> [The problem]
Word for word, transcribe the material below from its first line to the line with "impl std::fmt::Display for", both included.

> [Dataset records]
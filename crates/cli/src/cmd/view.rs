//! View command: rebuild the symlink view over leaf cases.

use std::path::Path;

use anyhow::Result;

use casegrid_lib::store::NodeStore;
use casegrid_lib::view::export_view;

use crate::output::{print_info, print_success};

pub fn cmd_view(root: &Path) -> Result<()> {
  let store = NodeStore::new(root);
  store.root_node()?;

  let mapping = store.load_view_index()?;
  if mapping.is_empty() {
    print_info("no view index found; run 'cgrid expand' first");
    return Ok(());
  }

  let links = export_view(&store, &mapping)?;
  print_success(&format!("view rebuilt with {links} link(s)"));
  Ok(())
}
//! Content-hash change detection for case configuration files.
//!
//! Every configuration file an operation reads or writes is tracked in the
//! node document's cache as `(content hash, modification time)`. On later
//! invocations the tracker compares the modification time first and only
//! rehashes when it differs, so unchanged trees are cheap to re-check while
//! content equality still wins over a deliberately reset timestamp.

use std::collections::BTreeMap;
use std::fs;
use std::io::{self, Read};
use std::path::{Path, PathBuf};

use chrono::{DateTime, Utc};
use serde::{Deserialize, Serialize};
use sha2::{Digest, Sha256};
use thiserror::Error;
use tracing::debug;

/// A full 64-character SHA256 hash of a file's contents.
///
/// Used for equality detection only, not for security.
#[derive(Debug, Clone, PartialEq, Eq, Hash, Serialize, Deserialize)]
pub struct ContentHash(pub String);

impl std::fmt::Display for ContentHash {
  fn fmt(&self, f: &mut std::fmt::Formatter<'_>) -> std::fmt::Result {
    write!(f, "{}", self.0)
  }
}

/// Cached hash and modification time for one tracked file.
#[derive(Debug, Clone, PartialEq, Serialize, Deserialize)]
pub struct CacheEntry {
  pub hash: ContentHash,
  pub mtime: DateTime<Utc>,
}

/// Errors from hashing or stat-ing tracked files.
#[derive(Debug, Error)]
pub enum TrackerError {
  #[error("failed to read file {path}: {source}")]
  ReadFile {
    path: PathBuf,
    #[source]
    source: io::Error,
  },

  #[error("failed to stat file {path}: {source}")]
  Stat {
    path: PathBuf,
    #[source]
    source: io::Error,
  },
}

/// Hash a file's contents.
///
/// Returns the full 64-character SHA256 hash.
pub fn hash_file(path: &Path) -> Result<ContentHash, TrackerError> {
  let mut file = fs::File::open(path).map_err(|e| TrackerError::ReadFile {
    path: path.to_path_buf(),
    source: e,
  })?;

  let mut hasher = Sha256::new();
  let mut buffer = [0u8; 8192];

  loop {
    let bytes_read = file.read(&mut buffer).map_err(|e| TrackerError::ReadFile {
      path: path.to_path_buf(),
      source: e,
    })?;
    if bytes_read == 0 {
      break;
    }
    hasher.update(&buffer[..bytes_read]);
  }

  Ok(ContentHash(format!("{:x}", hasher.finalize())))
}

/// Compute a fresh cache entry for a file: content hash plus modification time.
pub fn compute(path: &Path) -> Result<CacheEntry, TrackerError> {
  let hash = hash_file(path)?;
  let mtime = file_mtime(path)?;
  Ok(CacheEntry { hash, mtime })
}

/// Check whether a file drifted from its cached entry.
///
/// Fast path: an unchanged modification time means unmodified. When the
/// modification time differs the content is rehashed, so a rewrite with
/// identical content (or a reset timestamp over changed content) is still
/// classified correctly. A missing file counts as modified.
pub fn is_modified(path: &Path, cached: &CacheEntry) -> Result<bool, TrackerError> {
  if !path.exists() {
    return Ok(true);
  }

  let mtime = file_mtime(path)?;
  if mtime == cached.mtime {
    return Ok(false);
  }

  let hash = hash_file(path)?;
  Ok(hash != cached.hash)
}

/// Scan a case directory for tracked files whose content drifted.
///
/// Iterates the cache map (relative path → entry) and returns the relative
/// paths whose hash no longer matches. Detected drift is only reported; it
/// does not invalidate derived cached values.
pub fn scan_tree(root: &Path, cache: &BTreeMap<String, CacheEntry>) -> Result<Vec<String>, TrackerError> {
  let mut modified = Vec::new();

  for (rel, entry) in cache {
    let path = root.join(rel);
    if is_modified(&path, entry)? {
      debug!(file = %rel, "tracked file drifted");
      modified.push(rel.clone());
    }
  }

  Ok(modified)
}

fn file_mtime(path: &Path) -> Result<DateTime<Utc>, TrackerError> {
  let metadata = fs::metadata(path).map_err(|e| TrackerError::Stat {
    path: path.to_path_buf(),
    source: e,
  })?;
  let modified = metadata.modified().map_err(|e| TrackerError::Stat {
    path: path.to_path_buf(),
    source: e,
  })?;
  Ok(modified.into())
}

> [Output for this task]
filename crates/cli/src/cmd/view.rs
//! View command: rebuild the symlink view over leaf cases.

use std::path::Path;

use anyhow::Result;

use casegrid_lib::store::NodeStore;
use casegrid_lib::view::export_view;

use crate::output::{print_info, print_success};

pub fn cmd_view(root: &Path) -> Result<()> {
  let store = NodeStore::new(root);
  store.root_node()?;

  let mapping = store.load_view_index()?;
  if mapping.is_empty() {
    print_info("no view index found; run 'cgrid expand' first");
    return Ok(());
  }

  let links = export_view(&store, &mapping)?;
  print_success(&format!("view rebuilt with {links} link(s)"));
  Ok(())
}
//! Content-hash change detection for case configuration files.
//!
//! Every configuration file an operation reads or writes is tracked in the
//! node document's cache as `(content hash, modification time)`. On later
//! invocations the tracker compares the modification time first and only
//! rehashes when it differs, so unchanged trees are cheap to re-check while
//! content equality still wins over a deliberately reset timestamp.

use std::collections::BTreeMap;
use std::fs;
use std::io::{self, Read};
use std::path::{Path, PathBuf};

use chrono::{DateTime, Utc};
use serde::{Deserialize, Serialize};
use sha2::{Digest, Sha256};
use thiserror::Error;
use tracing::debug;

/// A full 64-character SHA256 hash of a file's contents.
///
/// Used for equality detection only, not for security.
#[derive(Debug, Clone, PartialEq, Eq, Hash, Serialize, Deserialize)]
pub struct ContentHash(pub String);

impl std::fmt::Display for ContentHash {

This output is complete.